• Exercise details
From the line containing "pub use gemini::GeminiClient;" down to the last line of the records below, copy every line exactly. Leave out everything before it.

•••

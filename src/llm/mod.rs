// src/llm/mod.rs
// Provider gateway: text completion (OpenAI), image prediction (Imagen),
// multimodal generation (Gemini)

pub mod gemini;
pub mod http_client;
pub mod imagen;
pub mod logging;
pub mod openai;
mod provider;

pub use gemini::GeminiClient;
pub use imagen::{ImagenClient, PredictResponse, Prediction};
pub use openai::OpenAiClient;
pub use provider::{
    ChatMessage, CompletionRequest, ContentGenerator, ImagePredictor, Provider, ResponseModality,
    Role, TextCompletion,
};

•••

• Written answer
pub use gemini::GeminiClient;
pub use imagen::{ImagenClient, PredictResponse, Prediction};
pub use openai::OpenAiClient;
pub use provider::{
    ChatMessage, CompletionRequest, ContentGenerator, ImagePredictor, Provider, ResponseModality,
    Role, TextCompletion,
};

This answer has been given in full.